Tredici fotografie per una rassegna che è una costola di un precedente lavoro dell’artista, dedicato al tema dei quattro elementi.Le riproduzioni sono state selezionate per suggerire un nuovo e privilegiato punto d’osservazione, quello dell’uomo sull’elemento marino.. In questo caso è il mare delle coste greche come di quelle campane o altre, molto più esotiche e dai nomi incomprensibili, a prestarsi a questa prospettiva antropocentrica, suggerendo a Garzya quell’idea di bellezza “che ha senso solo se c’è l’uomo che sente e vede. Egli solo è in grado di percepire, di cogliere l’altro da sé. Senza l’elemento uomo niente avrebbe senso specifico; con la sua presenza l’armonia della terra diventa sensibile, tangibile e può suscitare forti emozioni”.
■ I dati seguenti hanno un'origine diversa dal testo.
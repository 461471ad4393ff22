//! Low-level socket operations
//!
//! Thin wrappers over the POSIX socket calls the transports need before a
//! descriptor is handed to `mio`: creation, socket options, bind, listen and
//! non-blocking connect. Descriptors are returned as [`OwnedFd`] so a failed
//! setup step closes the socket instead of leaking it.
//!
//! # Safety
//!
//! This module contains the crate's raw system calls. Every `unsafe` block is
//! confined to a single libc call whose arguments are built locally.

use std::io;
use std::mem;
use std::net::SocketAddr;
use std::os::unix::io::{AsRawFd, FromRawFd, OwnedFd, RawFd};

/// IP protocol domain for sockets
#[derive(Copy, Clone, Debug, PartialEq, Eq)]
pub enum Domain {
    /// IPv4 protocol
    Ipv4,
    /// IPv6 protocol
    Ipv6,
}

impl Domain {
    pub fn of(addr: &SocketAddr) -> Self {
        match addr {
            SocketAddr::V4(_) => Domain::Ipv4,
            SocketAddr::V6(_) => Domain::Ipv6,
        }
    }
}

/// Socket type for protocol communication
#[derive(Copy, Clone, Debug, PartialEq, Eq)]
pub enum Type {
    /// TCP stream socket
    Stream,
    /// UDP datagram socket
    Dgram,
}

/// Transport protocol for sockets
#[derive(Copy, Clone, Debug, PartialEq, Eq)]
pub enum Protocol {
    /// TCP protocol
    Tcp,
    /// UDP protocol
    Udp,
}

pub type OsSocket = RawFd;

/// Platform socket address storage
#[derive(Debug)]
pub enum SockAddr {
    /// IPv4 socket address
    V4(libc::sockaddr_in),
    /// IPv6 socket address
    V6(libc::sockaddr_in6),
}

impl SockAddr {
    fn as_ptr(&self) -> *const libc::sockaddr {
        match self {
            SockAddr::V4(s) => s as *const _ as *const libc::sockaddr,
            SockAddr::V6(s) => s as *const _ as *const libc::sockaddr,
        }
    }
}

/// Convert SocketAddr to platform socket address
pub fn to_sockaddr(addr: SocketAddr) -> (Domain, SockAddr, libc::socklen_t) {
    match addr {
        SocketAddr::V4(a) => {
            let mut s: libc::sockaddr_in = unsafe { mem::zeroed() };
            s.sin_family = libc::AF_INET as _;
            s.sin_port = a.port().to_be();
            s.sin_addr = libc::in_addr { s_addr: u32::from_ne_bytes(a.ip().octets()) };
            (Domain::Ipv4, SockAddr::V4(s), mem::size_of::<libc::sockaddr_in>() as _)
        }
        SocketAddr::V6(a) => {
            let mut s: libc::sockaddr_in6 = unsafe { mem::zeroed() };
            s.sin6_family = libc::AF_INET6 as _;
            s.sin6_port = a.port().to_be();
            s.sin6_flowinfo = a.flowinfo();
            s.sin6_scope_id = a.scope_id();
            s.sin6_addr = libc::in6_addr { s6_addr: a.ip().octets() };
            (Domain::Ipv6, SockAddr::V6(s), mem::size_of::<libc::sockaddr_in6>() as _)
        }
    }
}

/// Create a non-blocking, close-on-exec socket
pub fn socket(domain: Domain, ty: Type, proto: Protocol) -> io::Result<OwnedFd> {
    let d = match domain { Domain::Ipv4 => libc::AF_INET, Domain::Ipv6 => libc::AF_INET6 };
    let t = match ty { Type::Stream => libc::SOCK_STREAM, Type::Dgram => libc::SOCK_DGRAM };
    let p = match proto { Protocol::Tcp => libc::IPPROTO_TCP, Protocol::Udp => libc::IPPROTO_UDP };

    cfg_if::cfg_if! {
        if #[cfg(any(target_os = "linux", target_os = "android", target_os = "freebsd"))] {
            let fd = unsafe { libc::socket(d, t | libc::SOCK_CLOEXEC | libc::SOCK_NONBLOCK, p) };
            if fd < 0 { return Err(io::Error::last_os_error()); }
            Ok(unsafe { OwnedFd::from_raw_fd(fd) })
        } else {
            let fd = unsafe { libc::socket(d, t, p) };
            if fd < 0 { return Err(io::Error::last_os_error()); }
            let owned = unsafe { OwnedFd::from_raw_fd(fd) };
            if unsafe { libc::fcntl(fd, libc::F_SETFD, libc::FD_CLOEXEC) } != 0 {
                return Err(io::Error::last_os_error());
            }
            set_nonblocking(fd, true)?;
            Ok(owned)
        }
    }
}

/// Set socket non-blocking mode
pub fn set_nonblocking(os: OsSocket, on: bool) -> io::Result<()> {
    unsafe {
        let flags = libc::fcntl(os, libc::F_GETFL);
        if flags < 0 { return Err(io::Error::last_os_error()); }
        let nb = if on { flags | libc::O_NONBLOCK } else { flags & !libc::O_NONBLOCK };
        if libc::fcntl(os, libc::F_SETFL, nb) != 0 { return Err(io::Error::last_os_error()); }
        Ok(())
    }
}

/// Bind socket to address
pub fn bind_raw(os: OsSocket, addr: SocketAddr) -> io::Result<()> {
    let (_, sa, len) = to_sockaddr(addr);
    if unsafe { libc::bind(os, sa.as_ptr(), len) } != 0 { return Err(io::Error::last_os_error()); }
    Ok(())
}

/// Start listening on socket with specified backlog
pub fn listen_raw(os: OsSocket, backlog: i32) -> io::Result<()> {
    if unsafe { libc::listen(os, backlog) } != 0 { Err(io::Error::last_os_error()) } else { Ok(()) }
}

/// Start a non-blocking connect; an in-progress connect counts as success
pub fn connect_raw(os: OsSocket, addr: SocketAddr) -> io::Result<()> {
    let (_, sa, len) = to_sockaddr(addr);
    if unsafe { libc::connect(os, sa.as_ptr(), len) } == 0 {
        return Ok(());
    }
    let err = io::Error::last_os_error();
    match err.raw_os_error() {
        Some(libc::EINPROGRESS) | Some(libc::EINTR) => Ok(()),
        _ => Err(err),
    }
}

/// Allow rebinding a listening port that still has connections in TIME_WAIT
pub fn set_reuse_addr(os: OsSocket, on: bool) -> io::Result<()> { setsockopt_int(os, libc::SOL_SOCKET, libc::SO_REUSEADDR, on as i32) }
/// Set socket receive buffer size
pub fn set_recv_buffer(os: OsSocket, sz: i32) -> io::Result<()> { setsockopt_int(os, libc::SOL_SOCKET, libc::SO_RCVBUF, sz) }
/// Set socket send buffer size
pub fn set_send_buffer(os: OsSocket, sz: i32) -> io::Result<()> { setsockopt_int(os, libc::SOL_SOCKET, libc::SO_SNDBUF, sz) }
/// Current socket receive buffer size as reported by the kernel
pub fn recv_buffer(os: OsSocket) -> io::Result<usize> { getsockopt_int(os, libc::SOL_SOCKET, libc::SO_RCVBUF).map(|v| v as usize) }
/// Current socket send buffer size as reported by the kernel
pub fn send_buffer(os: OsSocket) -> io::Result<usize> { getsockopt_int(os, libc::SOL_SOCKET, libc::SO_SNDBUF).map(|v| v as usize) }
/// Enable port reuse for multiple binds
pub fn set_reuse_port(os: OsSocket, on: bool) -> io::Result<()> { setsockopt_int(os, libc::SOL_SOCKET, libc::SO_REUSEPORT, on as i32) }
/// Set IPv4 Type of Service
pub fn set_tos_v4(os: OsSocket, tos: i32) -> io::Result<()> { setsockopt_int(os, libc::IPPROTO_IP, libc::IP_TOS, tos) }
/// Set IPv6 Traffic Class
pub fn set_tos_v6(os: OsSocket, tc: i32) -> io::Result<()> { setsockopt_int(os, libc::IPPROTO_IPV6, libc::IPV6_TCLASS, tc) }
/// Configure IPv6-only mode (disable dual-stack)
pub fn set_ipv6_only(os: OsSocket, only: bool) -> io::Result<()> { setsockopt_int(os, libc::IPPROTO_IPV6, libc::IPV6_V6ONLY, only as i32) }
/// Disable TCP Nagle algorithm
pub fn set_tcp_nodelay(os: OsSocket, on: bool) -> io::Result<()> { setsockopt_int(os, libc::IPPROTO_TCP, libc::TCP_NODELAY, on as i32) }
/// Enable TCP quick ACK
#[cfg(any(target_os = "linux", target_os = "android"))]
pub fn set_tcp_quickack(os: OsSocket, on: bool) -> io::Result<()> { setsockopt_int(os, libc::IPPROTO_TCP, libc::TCP_QUICKACK, on as i32) }

fn setsockopt_int(fd: RawFd, level: i32, opt: i32, val: i32) -> io::Result<()> {
    let v = val as libc::c_int;
    let rc = unsafe { libc::setsockopt(fd, level, opt, &v as *const _ as _, mem::size_of::<libc::c_int>() as _) };
    if rc != 0 { Err(io::Error::last_os_error()) } else { Ok(()) }
}

fn getsockopt_int(fd: RawFd, level: i32, opt: i32) -> io::Result<i32> {
    let mut v: libc::c_int = 0;
    let mut len = mem::size_of::<libc::c_int>() as libc::socklen_t;
    let rc = unsafe { libc::getsockopt(fd, level, opt, &mut v as *mut _ as _, &mut len) };
    if rc != 0 { Err(io::Error::last_os_error()) } else { Ok(v) }
}

/// Convert an owned descriptor into a std UDP socket
pub fn udp_from_os(fd: OwnedFd) -> std::net::UdpSocket { std::net::UdpSocket::from(fd) }
/// Convert an owned descriptor into a std TCP listener
pub fn tcp_listener_from_os(fd: OwnedFd) -> std::net::TcpListener { std::net::TcpListener::from(fd) }
/// Convert an owned descriptor into a std TCP stream
pub fn tcp_stream_from_os(fd: OwnedFd) -> std::net::TcpStream { std::net::TcpStream::from(fd) }

/// Raw descriptor of anything socket-like
pub fn fd_of<S: AsRawFd>(s: &S) -> OsSocket { s.as_raw_fd() }

#[cfg(test)]
mod tests {
    use super::*;

    #[test]
    fn test_sockaddr_round_trip_v4() {
        let addr: SocketAddr = "127.0.0.1:4242".parse().unwrap();
        let (domain, sa, len) = to_sockaddr(addr);
        assert_eq!(domain, Domain::Ipv4);
        assert_eq!(len as usize, mem::size_of::<libc::sockaddr_in>());
        match sa {
            SockAddr::V4(s) => {
                assert_eq!(u16::from_be(s.sin_port), 4242);
                assert_eq!(s.sin_addr.s_addr.to_ne_bytes(), [127, 0, 0, 1]);
            }
            SockAddr::V6(_) => panic!("expected v4"),
        }
    }

    #[test]
    fn test_bind_and_buffer_options() {
        let fd = socket(Domain::Ipv4, Type::Dgram, Protocol::Udp).unwrap();
        let os = fd.as_raw_fd();
        bind_raw(os, "127.0.0.1:0".parse().unwrap()).unwrap();
        set_recv_buffer(os, 64 * 1024).unwrap();
        assert!(recv_buffer(os).unwrap() >= 64 * 1024);
        let sock = udp_from_os(fd);
        assert_ne!(sock.local_addr().unwrap().port(), 0);
    }

    #[test]
    fn test_bind_in_use_reports_addr_in_use() {
        let first = socket(Domain::Ipv4, Type::Stream, Protocol::Tcp).unwrap();
        bind_raw(first.as_raw_fd(), "127.0.0.1:0".parse().unwrap()).unwrap();
        listen_raw(first.as_raw_fd(), 8).unwrap();
        let taken = tcp_listener_from_os(first);
        let addr = taken.local_addr().unwrap();

        let second = socket(Domain::Ipv4, Type::Stream, Protocol::Tcp).unwrap();
        let err = bind_raw(second.as_raw_fd(), addr).unwrap_err();
        assert_eq!(err.raw_os_error(), Some(libc::EADDRINUSE));
    }
}
mod common;

use std::cell::{Cell, RefCell};
use std::rc::Rc;

use horizon_io::{
    DataChunk, EventLoop, StatusCode, TlsClient, TlsConnectedClient, TlsServer, TlsVersion, TlsVersionRange, Transport,
    DEFAULT_BACKLOG,
};

use common::{identity, localhost, pattern};

/// Echo server that closes itself once its connection has gone
fn echo_server(lp: &EventLoop, range: TlsVersionRange, log: Rc<RefCell<Vec<String>>>) -> anyhow::Result<TlsServer> {
    let id = identity()?;
    let server = TlsServer::new(lp, &id.cert, &id.key, range)?;
    let connected = Rc::clone(&log);
    let data = Rc::clone(&log);
    server.listen(
        localhost(0),
        move |conn: &TlsConnectedClient, result| {
            connected.borrow_mut().push(match result {
                Ok(()) => format!("connected {:?}", conn.negotiated_tls_version()),
                Err(e) => format!("failed {:?}", e.code()),
            });
        },
        move |conn: &TlsConnectedClient, chunk: DataChunk| {
            if !data.borrow().iter().any(|l| l == "data") {
                data.borrow_mut().push("data".to_string());
            }
            conn.send(chunk.into_bytes());
        },
        |conn: &TlsConnectedClient, _| {
            if let Some(server) = conn.server() {
                server.close(|_| {});
            }
        },
        DEFAULT_BACKLOG,
    )?;
    Ok(server)
}

fn run_echo(client_range: TlsVersionRange) -> anyhow::Result<(Vec<String>, Option<TlsVersion>)> {
    const TOTAL: usize = 200 * 1024;
    let lp = EventLoop::new()?;
    let server_log = Rc::new(RefCell::new(Vec::new()));
    let server = echo_server(&lp, TlsVersionRange::default(), Rc::clone(&server_log))?;

    let client = TlsClient::new(&lp, client_range, false)?;
    let payload = pattern(TOTAL);
    let echoed = Rc::new(RefCell::new(Vec::new()));
    let connected = Rc::new(Cell::new(false));
    let version = Rc::new(Cell::new(None));
    let closed = Rc::new(Cell::new(false));

    let to_send = payload.clone();
    let (c, v) = (Rc::clone(&connected), Rc::clone(&version));
    let (c2, e) = (Rc::clone(&connected), Rc::clone(&echoed));
    let cl = Rc::clone(&closed);
    client.connect(
        localhost(server.endpoint().port()),
        move |client: &TlsClient, result| {
            assert!(result.is_ok(), "handshake failed: {:?}", result);
            assert!(client.is_open());
            c.set(true);
            v.set(client.negotiated_tls_version());
            client.send(to_send);
        },
        move |client: &TlsClient, chunk: DataChunk| {
            assert!(c2.get(), "data delivered before the handshake completed");
            e.borrow_mut().extend_from_slice(&chunk);
            if e.borrow().len() == TOTAL {
                client.shutdown();
            }
        },
        move |_: &TlsClient, result| {
            assert!(result.is_ok());
            cl.set(true);
        },
    );
    lp.run()?;

    assert!(connected.get());
    assert!(closed.get());
    assert_eq!(*echoed.borrow(), payload);
    let log = server_log.borrow().clone();
    Ok((log, version.get()))
}

#[test]
fn echo_over_tls13() -> anyhow::Result<()> {
    let (server_log, version) = run_echo(TlsVersionRange::default())?;
    assert_eq!(version, Some(TlsVersion::V1_3));
    assert_eq!(server_log, vec!["connected Some(V1_3)".to_string(), "data".to_string()]);
    Ok(())
}

#[test]
fn client_version_cap_is_honored() -> anyhow::Result<()> {
    let range = TlsVersionRange { min: TlsVersion::V1_2, max: TlsVersion::V1_2 };
    let (server_log, version) = run_echo(range)?;
    assert_eq!(version, Some(TlsVersion::V1_2));
    assert_eq!(server_log[0], "connected Some(V1_2)");
    Ok(())
}

#[test]
fn untrusted_certificate_fails_the_handshake() -> anyhow::Result<()> {
    let lp = EventLoop::new()?;
    let server_log = Rc::new(RefCell::new(Vec::new()));
    let server = echo_server(&lp, TlsVersionRange::default(), Rc::clone(&server_log))?;

    let client = TlsClient::new(&lp, TlsVersionRange::default(), true)?;
    let outcome = Rc::new(RefCell::new(None));
    let data_seen = Rc::new(Cell::new(false));
    let close_seen = Rc::new(Cell::new(false));
    let o = Rc::clone(&outcome);
    let d = Rc::clone(&data_seen);
    let cs = Rc::clone(&close_seen);
    let srv = server.clone();
    client.connect(
        localhost(server.endpoint().port()),
        move |client: &TlsClient, result| {
            assert!(!client.is_open());
            *o.borrow_mut() = Some(result.map_err(|e| e.code()));
            srv.close(|_| {});
        },
        move |_: &TlsClient, _: DataChunk| d.set(true),
        move |_: &TlsClient, _| cs.set(true),
    );
    lp.run()?;

    assert_eq!(*outcome.borrow(), Some(Err(StatusCode::TlsError)));
    assert!(!data_seen.get());
    assert!(!close_seen.get());
    assert!(server_log.borrow().iter().all(|l| l.starts_with("failed")));
    Ok(())
}

#[test]
fn missing_certificate_is_reported() -> anyhow::Result<()> {
    let lp = EventLoop::new()?;
    let missing = std::path::Path::new("/nonexistent/cert.pem");
    let err = TlsServer::new(&lp, missing, missing, TlsVersionRange::default()).unwrap_err();
    assert_eq!(err.code(), StatusCode::TlsError);
    Ok(())
}

#[test]
fn client_count_excludes_pending_handshakes() -> anyhow::Result<()> {
    let lp = EventLoop::new()?;
    let id = identity()?;
    let server = TlsServer::new(&lp, &id.cert, &id.key, TlsVersionRange::default())?;
    let counts = Rc::new(RefCell::new(Vec::new()));
    let c = Rc::clone(&counts);
    server.listen(
        localhost(0),
        move |conn: &TlsConnectedClient, result| {
            if result.is_err() {
                return;
            }
            if let Some(server) = conn.server() {
                c.borrow_mut().push(server.connected_clients_count());
                server.close(|_| {});
            }
        },
        |_: &TlsConnectedClient, _: DataChunk| {},
        |_: &TlsConnectedClient, _| {},
        DEFAULT_BACKLOG,
    )?;
    assert!(format!("{:?}", server).contains("clients: 0"));

    // Never speaks TLS, so it stays in the handshake until the server closes
    let silent = std::net::TcpStream::connect(("127.0.0.1", server.endpoint().port()))?;

    let client = TlsClient::new(&lp, TlsVersionRange::default(), false)?;
    client.connect(
        localhost(server.endpoint().port()),
        |_: &TlsClient, result| assert!(result.is_ok()),
        |_: &TlsClient, _: DataChunk| {},
        |_: &TlsClient, _| {},
    );
    lp.run()?;
    drop(silent);

    assert_eq!(*counts.borrow(), vec![1]);
    Ok(())
}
E il segno di Garzya indica proprio che l’uomo manipola la natura, anche solo osservandola. Alcune fotografie sono più esplicite : in esse il mare si riconosce, quasi con sollievo, tra i colori alterati, tra le luci che quando non sono in bigio e scuro, hanno i riflessi febbrili del rosato e caldi dell’oro fuso. In altre immagini bisogna avere bene in mente il titolo della mostra, per accorgersi del mare. Un’acqua nascosta, lunare, molto sensuale. Acqua e sale, un voyeur ci va di lusso, vedo e non vedo, la più classica delle fascinazioni. Intuire e non focalizzare, perché l’occhio vuole illudersi di guardare solo ciò che desidera e quando lo desidera, perché la sottrazione acuisce la malia e l’intervallo che corre tra la sparizione e la riapparizione è un ammaliante mistero, consumato in un frangente incontrollato.

E se il mare è un mistero, Garzya lo avverte non di meno come un “archetipo, la ragione di tutte le cose, nell’acqua innanzitutto, quella che ci avvolge e ci protegge sin dalla nascita, quella che muta ad ogni soffio di vento”.

Articolo pubblicato ne “la rivistadelmare.it”, 2 aprile 2006.